Album art for Sgt. Pepper's Lonely Hearts Club Band by The Beatles.
Album art for Sgt. Pepper's Lonely Hearts Club Band by The Beatles.
By Jonathan P. Trang, Crimson Staff Writer

Album art for Sgt. Pepper's Lonely Hearts Club Band by The Beatles.
Album art for Sgt. Pepper's Lonely Hearts Club Band by The Beatles. By Courtesy of Wikimedia Commons


No album comes with as much baggage as “Sgt. Pepper’s Lonely Hearts Club Band.” I feel confident making this assertion because with “Pepper,” the Beatles unwittingly invented the album as we know it, transforming a handy way to package and sell songs into a capital-A, capital-F Art Form. By extension, the concept of a proper “album review” wouldn’t exist without this thing, and I’d be out of a job. Aside from that terrible pressure, there’s the added anxiety of the intervening half-century, during which wonder has warped into distaste, distaste has given way to nostalgia, nostalgia has faded into fatigue and forgetfulness, etc. “Pepper” is 50. It seems at this point, any opinion you could have about it is played out, redundant. There will be old heads and old hacks out today, recycling the same old hat: “It’s the greatest album of all time!” Meanwhile, in an equally boring gesture, iconoclasts and contrarians will pooh-pooh the album for poo-poo’s sake: “It’s the most overrated album of all time!” Probably more people will ask, “Is there a reason we’re still talking about ‘Sgt. Pepper’?”

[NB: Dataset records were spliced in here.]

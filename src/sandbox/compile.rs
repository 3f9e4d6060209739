use std::collections::HashMap;
use std::path::{Path, PathBuf};
use std::sync::Arc;
use std::time::Duration;

use tokio_util::sync::CancellationToken;

use super::artifacts::ArtifactStore;
use super::launcher::{ExitKind, LaunchRequest, ProcessLauncher};
use crate::config::LanguageConfig;

/// Result of compilation process
#[derive(Debug)]
pub struct CompilationResult {
    pub success: bool,
    pub binary: PathBuf,
    pub diagnostics: String,
}

/// Turns a job's source file into an executable next to the other artifacts
///
/// A compilation only counts as successful when the toolchain exits with code
/// 0, writes nothing to stderr, and leaves the executable behind. Anything the
/// toolchain prints to stderr, warnings included, fails the job.
pub struct Compiler {
    store: Arc<ArtifactStore>,
    launcher: Arc<dyn ProcessLauncher>,
    timeout: Duration,
    output_limit: usize,
}

impl Compiler {
    pub fn new(
        store: Arc<ArtifactStore>,
        launcher: Arc<dyn ProcessLauncher>,
        timeout: Duration,
        output_limit: usize,
    ) -> Self {
        Self {
            store,
            launcher,
            timeout,
            output_limit,
        }
    }

    /// Compiles the source code and returns compilation result
    pub fn compile(
        &self,
        language: &LanguageConfig,
        source: &Path,
        cancel: CancellationToken,
    ) -> CompilationResult {
        let binary = self.store.output_path_for(source);
        let Some(template) = language.compile.as_deref() else {
            return self.failed(binary, format!("{} has no compile command", language.name));
        };

        let source_arg = source.to_string_lossy();
        let binary_arg = binary.to_string_lossy();
        let mapping = HashMap::from([
            ("%INPUT%", source_arg.as_ref()),
            ("%OUTPUT%", binary_arg.as_ref()),
        ]);

        let request = match LaunchRequest::from_template(
            template,
            &mapping,
            self.timeout,
            self.output_limit,
            cancel,
        ) {
            Ok(request) => request,
            Err(e) => return self.failed(binary, format!("{e:#}")),
        };

        let outcome = match self.launcher.launch(&request) {
            Ok(outcome) => outcome,
            Err(e) => {
                log::error!("Failed to launch compiler for {}: {e:#}", language.name);
                return self.failed(binary, format!("Failed to launch compiler: {e:#}"));
            }
        };

        let stderr = String::from_utf8_lossy(&outcome.stderr).into_owned();
        match outcome.exit {
            ExitKind::TimedOut => self.failed(
                binary,
                format!("Compilation timed out after {} ms", self.timeout.as_millis()),
            ),
            ExitKind::Cancelled => self.failed(binary, "Compilation cancelled".to_string()),
            ExitKind::Signaled(signal) if stderr.is_empty() => self.failed(
                binary,
                format!("Compiler terminated by signal {signal}"),
            ),
            ExitKind::Signaled(_) => self.failed(binary, stderr),
            ExitKind::Exited(code) if code != 0 && stderr.is_empty() => {
                let stdout = String::from_utf8_lossy(&outcome.stdout).into_owned();
                let diagnostics = if stdout.is_empty() {
                    format!("Compiler exited with code {code}")
                } else {
                    stdout
                };
                self.failed(binary, diagnostics)
            }
            ExitKind::Exited(_) if !stderr.is_empty() => self.failed(binary, stderr),
            ExitKind::Exited(_) if !binary.exists() => {
                self.failed(binary, "Compiler produced no output file".to_string())
            }
            ExitKind::Exited(_) => {
                log::debug!(
                    "Compiled {} in {} ms",
                    source.display(),
                    outcome.elapsed.as_millis()
                );
                CompilationResult {
                    success: true,
                    binary,
                    diagnostics: String::new(),
                }
            }
        }
    }

    /// Builds a failed result, making sure no half-made binary stays around
    fn failed(&self, binary: PathBuf, diagnostics: String) -> CompilationResult {
        if let Err(e) = self.store.remove(&binary) {
            log::warn!("Failed to remove rejected binary {}: {e}", binary.display());
        }

        CompilationResult {
            success: false,
            binary,
            diagnostics,
        }
    }
}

Surprisingly, there is. Don’t take that as a prescription, as though this album were an apple that wards off doctors. Indeed, the problem that has plagued “Pepper” since its release is what people try to make of it. “Pepper” seems uncomfortable being anything other than itself, uncomfortable performing any labor beyond that which produced the thirteen included tracks. For the piece of music that crystallized the idea of the “album,” it isn’t governed by any unifying tone or subject matter, often drifting into incoherence. For the album that inaugurated the radical Summer of Love, it hews closer to old-school values. And for the greatest album of all time, it has its irredeemably sloppy moments. The legacy of “Pepper” has made it a mess of contradictions, distorting the tricky, playful record it actually is. Yet its place in the culture has become as inextricable a component of the album as the songs themselves. We cannot divorce “Pepper” from its reputation. So we must acquaint ourselves with its history and observe how it pushes back on the fifty years’ worth of meaning imposed on it. Once we’ve done such preparatory work, we restore the album’s generous capacity to surprise and reward us.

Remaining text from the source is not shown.